Which is what makes a new health data security survey commissioned by Kroll Fraud Solutions and conducted by HIMSS Analytics, so provocative. As they had in 2008, HIMSS Analytics found that most provider organizations meticulously comply with data security rules and standards. But they're overly confident about the security that compliance actually conveys. Worse, many remain unaware, until confronted by an event, of the devastating implications of even a minor breach.
And the threat is intensifying as the market and technology evolve. In 2010, 19 percent of organizations reported a breach, half-again higher than the 13 percent in 2008. Apparently, both the complexity of the environment and the interest in the data are growing. Security may be diminishing as a result.
And breaches can be hugely costly. A Poneman Institute study found an average cost of $6.75 million for organizational data breaches. This figure is not limited to incidents with malicious origins or even harmful consequences. In January 2009, the Department of Veterans Affairs agreed to pay $20 million to veterans who could show they were hurt when, in 2006, a VA data analyst lost a laptop containing information on 26.5 million patients, nearly every living veteran. The laptop was eventually recovered without apparent data compromise. The VA is now struggling with a new, serious health data breach.
Nor is the impact likely to be financial alone. The larger cost may simply be in the loss of patient confidence. After all, if an organization can't competently manage my data, do I want to hand over management of my family's health?
Perhaps the HIMSS Analytics' study's most important and penetrating finding is that "health care organizations continue to think of data security in specific silos (IT, employees, etc.) and not as an organization-wide responsibility, which creates unwanted gaps in policies and procedures." Nearly 9 in 10 survey respondents said they have policies in place to monitor access to and sharing of health care information. But more than four-fifths of breaches occur in more mundane ways: e.g., lost/stolen laptops, improper document disposal, stolen tapes. In other words, the holes can't be addressed by isolated approaches.

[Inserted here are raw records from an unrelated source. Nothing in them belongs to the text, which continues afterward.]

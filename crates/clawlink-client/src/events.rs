use clawlink_protocol::Usage;

use crate::error::StreamError;

/// Events delivered to streaming consumers.
///
/// Lifecycle contract: every `SegmentAppend`/`SegmentClose` is preceded by a
/// `SegmentOpen` with the same id, each id covers exactly one contiguous run
/// of appends, and no id is reused after its close. A terminal event
/// (`Finished` or `Errored`) is always last.
#[derive(Debug, Clone, PartialEq)]
pub enum StreamEvent {
    /// A new free-text segment begins.
    SegmentOpen { id: String },

    /// Incremental text for the currently open segment.
    SegmentAppend { id: String, delta: String },

    /// The segment ends — on a tool boundary or at stream end.
    SegmentClose { id: String },

    /// The agent requested a tool invocation.
    ToolCallRequested {
        id: String,
        name: String,
        arguments_json: String,
    },

    /// A tool invocation finished. The id may not match the corresponding
    /// `ToolCallRequested` when the gateway omitted its correlation id
    /// (see [`crate::segment::SegmentTracker::handle`]).
    ToolCallCompleted {
        id: String,
        name: String,
        result_text: String,
    },

    /// Terminal: the request completed successfully.
    Finished { reason: FinishReason, usage: Usage },

    /// Terminal: the request failed mid-stream.
    Errored { error: StreamError },
}

impl StreamEvent {
    /// True for the two events that end a stream.
    pub fn is_terminal(&self) -> bool {
        matches!(self, StreamEvent::Finished { .. } | StreamEvent::Errored { .. })
    }
}

#[derive(Debug, Clone, Copy, PartialEq, Eq)]
pub enum FinishReason {
    Stop,
}

impl FinishReason {
    pub fn as_str(&self) -> &'static str {
        match self {
            FinishReason::Stop => "stop",
        }
    }
}
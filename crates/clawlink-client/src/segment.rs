use clawlink_protocol::TransportEvent;

use crate::error::StreamError;
use crate::events::{FinishReason, StreamEvent};
use crate::ids::IdSource;

/// Whether a free-text segment is currently open.
enum SegmentState {
    Idle,
    Open(String),
}

/// Tracks text-segment lifecycle across interleaved tool activity.
///
/// Pure step function: each transport event maps to an ordered batch of
/// caller-facing events, computed synchronously. Text before and after a
/// tool boundary never shares a segment id, and a terminal event always
/// closes any open segment first.
pub struct SegmentTracker {
    state: SegmentState,
    finished: bool,
    ids: Box<dyn IdSource>,
}

impl SegmentTracker {
    pub fn new(ids: Box<dyn IdSource>) -> Self {
        Self {
            state: SegmentState::Idle,
            finished: false,
            ids,
        }
    }

    /// True once a terminal batch has been produced. Later events are
    /// ignored.
    pub fn is_finished(&self) -> bool {
        self.finished
    }

    /// Advance the state machine by one transport event and return the
    /// events to deliver, in order.
    ///
    /// Tool-call ids: a gateway-supplied id is reused verbatim; when absent
    /// a fresh one is generated at that occurrence only. A `tool_request`
    /// without an id followed by a `tool_response` with one (or vice versa)
    /// therefore yields mismatched requested/completed ids — there is no
    /// reliable correlation to recover, so none is invented.
    pub fn handle(&mut self, event: TransportEvent) -> Vec<StreamEvent> {
        if self.finished {
            return Vec::new();
        }

        let mut out = Vec::new();
        match event {
            TransportEvent::Text { content } => match &self.state {
                SegmentState::Idle => {
                    let id = self.ids.next_id();
                    out.push(StreamEvent::SegmentOpen { id: id.clone() });
                    out.push(StreamEvent::SegmentAppend {
                        id: id.clone(),
                        delta: content,
                    });
                    self.state = SegmentState::Open(id);
                }
                SegmentState::Open(id) => {
                    out.push(StreamEvent::SegmentAppend {
                        id: id.clone(),
                        delta: content,
                    });
                }
            },

            TransportEvent::ToolInvocation {
                id,
                name,
                arguments,
            } => {
                self.close_open_segment(&mut out);
                let call_id = id.unwrap_or_else(|| self.ids.next_id());
                out.push(StreamEvent::ToolCallRequested {
                    id: call_id,
                    name,
                    arguments_json: arguments.to_string(),
                });
            }

            // A tool outcome ends any ambiguity about segment continuity,
            // even without a preceding tool_request.
            TransportEvent::ToolOutcome {
                id, name, result, ..
            } => {
                self.close_open_segment(&mut out);
                let call_id = id.unwrap_or_else(|| self.ids.next_id());
                out.push(StreamEvent::ToolCallCompleted {
                    id: call_id,
                    name,
                    result_text: result,
                });
            }

            TransportEvent::Completed { usage } => {
                self.close_open_segment(&mut out);
                out.push(StreamEvent::Finished {
                    reason: FinishReason::Stop,
                    usage,
                });
                self.finished = true;
            }

            TransportEvent::Failed { message } => {
                self.close_open_segment(&mut out);
                out.push(StreamEvent::Errored {
                    error: StreamError::remote(message),
                });
                self.finished = true;
            }
        }
        out
    }

    /// Terminate the stream from outside the transport event flow (response
    /// deadline expiry, connection loss). Closes any open segment first.
    pub fn fail(&mut self, error: StreamError) -> Vec<StreamEvent> {
        if self.finished {
            return Vec::new();
        }
        let mut out = Vec::new();
        self.close_open_segment(&mut out);
        out.push(StreamEvent::Errored { error });
        self.finished = true;
        out
    }

    fn close_open_segment(&mut self, out: &mut Vec<StreamEvent>) {
        if let SegmentState::Open(id) = std::mem::replace(&mut self.state, SegmentState::Idle) {
            out.push(StreamEvent::SegmentClose { id });
        }
    }
}
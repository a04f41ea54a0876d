use std::sync::Arc;

use futures_util::Stream;
use tokio::task::JoinHandle;

use crate::events::StreamEvent;
use crate::queue::DeliveryQueue;

/// Lazily consumed, single-pass event sequence for one request.
///
/// Events arrive in transport order and end with exactly one terminal event
/// (`Finished` or `Errored`). Dropping the handle aborts the transport read
/// task, which closes the connection; events already delivered stay valid.
pub struct EventStream {
    queue: Arc<DeliveryQueue>,
    task: JoinHandle<()>,
    session_id: String,
}

impl EventStream {
    pub(crate) fn new(queue: Arc<DeliveryQueue>, task: JoinHandle<()>, session_id: String) -> Self {
        Self {
            queue,
            task,
            session_id,
        }
    }

    /// The session identifier this request runs under.
    pub fn session_id(&self) -> &str {
        &self.session_id
    }

    /// Next event, or `None` at end of stream.
    pub async fn next(&mut self) -> Option<StreamEvent> {
        self.queue.pull().await
    }

    /// Adapt to a `futures_util::Stream` for combinator-style consumption.
    pub fn into_stream(mut self) -> impl Stream<Item = StreamEvent> {
        async_stream::stream! {
            while let Some(event) = self.next().await {
                yield event;
            }
        }
    }
}

impl Drop for EventStream {
    fn drop(&mut self) {
        self.task.abort();
    }
}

Security is a process, not a product. This means that certification of PHI security must be larger than merely plugging the security gaps in information technology, and must extend to the ways that people access and use information and the information technology.
It is clear that the answers here involve making heath data security an enterprise-wide responsibility, creating highly aware environments resistant to breach in even the most seemingly insignificant interactions. That will demand a significant cultural shift, critically necessary but, as this survey shows, difficult for many organizations' leaders to wrap their heads around.